• [Activity] Could each record be written out again exactly as it stands?

• [Data extracts]
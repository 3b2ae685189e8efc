//! Secret scrubbing for request details written to the debug log.

use regex::Regex;
use serde_json::{Map, Value};
use std::collections::BTreeMap;
use std::sync::LazyLock;

/// Patterns that detect credentials inside header or variable values.
static SECRET_PATTERNS: LazyLock<Vec<(Regex, &'static str)>> = LazyLock::new(|| {
    vec![
        // Bearer tokens
        (
            Regex::new(r"(?i)bearer\s+[a-zA-Z0-9_\-\.=+/]{8,}").unwrap(),
            "Bearer [REDACTED]",
        ),
        // Basic auth
        (
            Regex::new(r"(?i)basic\s+[a-zA-Z0-9=+/]{8,}").unwrap(),
            "Basic [REDACTED]",
        ),
        // GitHub tokens (ghp_, gho_, ghu_, ghs_, ghr_)
        (
            Regex::new(r"(ghp|gho|ghu|ghs|ghr)_[a-zA-Z0-9_]{36,255}").unwrap(),
            "[GITHUB_TOKEN_REDACTED]",
        ),
        // Credentials embedded in URLs
        (
            Regex::new(r#"(?i)([a-z][a-z0-9+.-]*://)[^\s/'"@:]+:[^\s/'"@]+@"#).unwrap(),
            "${1}[REDACTED]@",
        ),
    ]
});

fn sensitive_name(name: &str) -> bool {
    let lower = name.to_lowercase();
    lower.contains("authorization")
        || lower.contains("token")
        || lower.contains("secret")
        || lower.contains("password")
        || lower.contains("cookie")
        || lower.contains("api-key")
        || lower.contains("api_key")
}

pub fn redact_string(input: &str) -> String {
    let mut result = input.to_string();
    for (pattern, replacement) in SECRET_PATTERNS.iter() {
        result = pattern.replace_all(&result, *replacement).to_string();
    }
    result
}

/// Header map safe to log: sensitive header names lose their value, the rest
/// are pattern-scanned.
pub fn redact_headers(headers: &BTreeMap<String, String>) -> BTreeMap<String, String> {
    headers
        .iter()
        .map(|(name, value)| {
            let value = if sensitive_name(name) {
                "[REDACTED]".to_string()
            } else {
                redact_string(value)
            };
            (name.clone(), value)
        })
        .collect()
}

/// Recursively redact query variables.
pub fn redact_value(value: Value) -> Value {
    match value {
        Value::Object(map) => {
            let mut redacted = Map::new();
            for (key, val) in map {
                if sensitive_name(&key) {
                    redacted.insert(key, Value::String("[REDACTED]".to_string()));
                } else {
                    redacted.insert(key, redact_value(val));
                }
            }
            Value::Object(redacted)
        }
        Value::Array(items) => Value::Array(items.into_iter().map(redact_value).collect()),
        Value::String(s) => Value::String(redact_string(&s)),
        other => other,
    }
}
use std::io;
use thiserror::Error;

#[derive(Error, Debug)]
pub enum GqlError {
    #[error("I/O error: {0}")]
    IoError(#[from] io::Error),
    #[error("JSON error: {0}")]
    JsonError(#[from] serde_json::Error),
    #[error("Transport error: {0}")]
    Transport(String),
    #[error("Schema fetch failed: {0}")]
    SchemaFetch(String),
    #[error("Type not found in schema: {0}")]
    TypeNotFound(String),
    #[error("Malformed schema: {0}")]
    MalformedSchema(String),
    #[error("Cache error: {0}")]
    Cache(String),
    #[error("Invalid path: {0}")]
    InvalidPath(String),
    #[error("path not found in schema")]
    PathNotFound,
    #[error("Config error: {0}")]
    Config(String),
    #[error("Argument error: {0}")]
    ArgumentError(String),
    /// Command line rejected by the parser; the message is already rendered.
    #[error("{0}")]
    Usage(String),
}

• [Output for this task]
repository 3b2ae685189e8efc
//! Secret scrubbing for request details written to the debug log.

use regex::Regex;
use serde_json::{Map, Value};
use std::collections::BTreeMap;
use std::sync::LazyLock;

/// Patterns that detect credentials inside header or variable values.
static SECRET_PATTERNS: LazyLock<Vec<(Regex, &'static str)>> = LazyLock::new(|| {
    vec![
        // Bearer tokens
        (
            Regex::new(r"(?i)bearer\s+[a-zA-Z0-9_\-\.=+/]{8,}").unwrap(),
            "Bearer [REDACTED]",
        ),
        // Basic auth
        (
            Regex::new(r"(?i)basic\s+[a-zA-Z0-9=+/]{8,}").unwrap(),
            "Basic [REDACTED]",
        ),
        // GitHub tokens (ghp_, gho_, ghu_, ghs_, ghr_)
        (
            Regex::new(r"(ghp|gho|ghu|ghs|ghr)_[a-zA-Z0-9_]{36,255}").unwrap(),
            "[GITHUB_TOKEN_REDACTED]",
        ),
        // Credentials embedded in URLs
        (
            Regex::new(r#"(?i)([a-z][a-z0-9+.-]*://)[^\s/'"@:]+:[^\s/'"@]+@"#).unwrap(),
            "${1}[REDACTED]@",
        ),
    ]
});

fn sensitive_name(name: &str) -> bool {
    let lower = name.to_lowercase();
    lower.contains("authorization")
        || lower.contains("token")
        || lower.contains("secret")
        || lower.contains("password")
        || lower.contains("cookie")
        || lower.contains("api-key")
        || lower.contains("api_key")
}

pub fn redact_string(input: &str) -> String {
    let mut result = input.to_string();
    for (pattern, replacement) in SECRET_PATTERNS.iter() {
        result = pattern.replace_all(&result, *replacement).to_string();
    }
    result
}

/// Header map safe to log: sensitive header names lose their value, the rest
/// are pattern-scanned.
pub fn redact_headers(headers: &BTreeMap<String, String>) -> BTreeMap<String, String> {
    headers
        .iter()
        .map(|(name, value)| {
            let value = if sensitive_name(name) {
                "[REDACTED]".to_string()
            } else {
                redact_string(value)
            };
            (name.clone(), value)
        })
        .collect()
}

/// Recursively redact query variables.
pub fn redact_value(value: Value) -> Value {
    match value {
        Value::Object(map) => {
            let mut redacted = Map::new();
            for (key, val) in map {
                if sensitive_name(&key) {
                    redacted.insert(key, Value::String("[REDACTED]".to_string()));
                } else {
                    redacted.insert(key, redact_value(val));
                }
            }
            Value::Object(redacted)
        }
        Value::Array(items) => Value::Array(items.into_iter().map(redact_value).collect()),
        Value::String(s) => Value::String(redact_string(&s)),
        other => other,
    }
}
use std::io;
use thiserror::Error;

#[derive(Error, Debug)]
pub enum GqlError {
    #[error("I/O error: {0}")]
    IoError(#[from] io::Error),
    #[error("JSON error: {0}")]
    JsonError(#[from] serde_json::Error),
    #[error("Transport error: {0}")]
    Transport(String),
    #[error("Schema fetch failed: {0}")]
    SchemaFetch(String),
    #[error("Type not found in schema: {0}")]
    TypeNotFound(String),
    #[error("Malformed schema: {0}")]
    MalformedSchema(String),
    #[error("Cache error: {0}")]
    Cache(String),
    #[error("Invalid path: {0}")]
    InvalidPath(String),
    #[error("path not found in schema")]
    PathNotFound,
    #[error("Config error: {0}")]
    Config(String),
    #[error("Argument error: {0}")]
    ArgumentError(String),
    /// Command line rejected by the parser; the message is already rendered.
    #[error("{0}")]
    Usage(String),
}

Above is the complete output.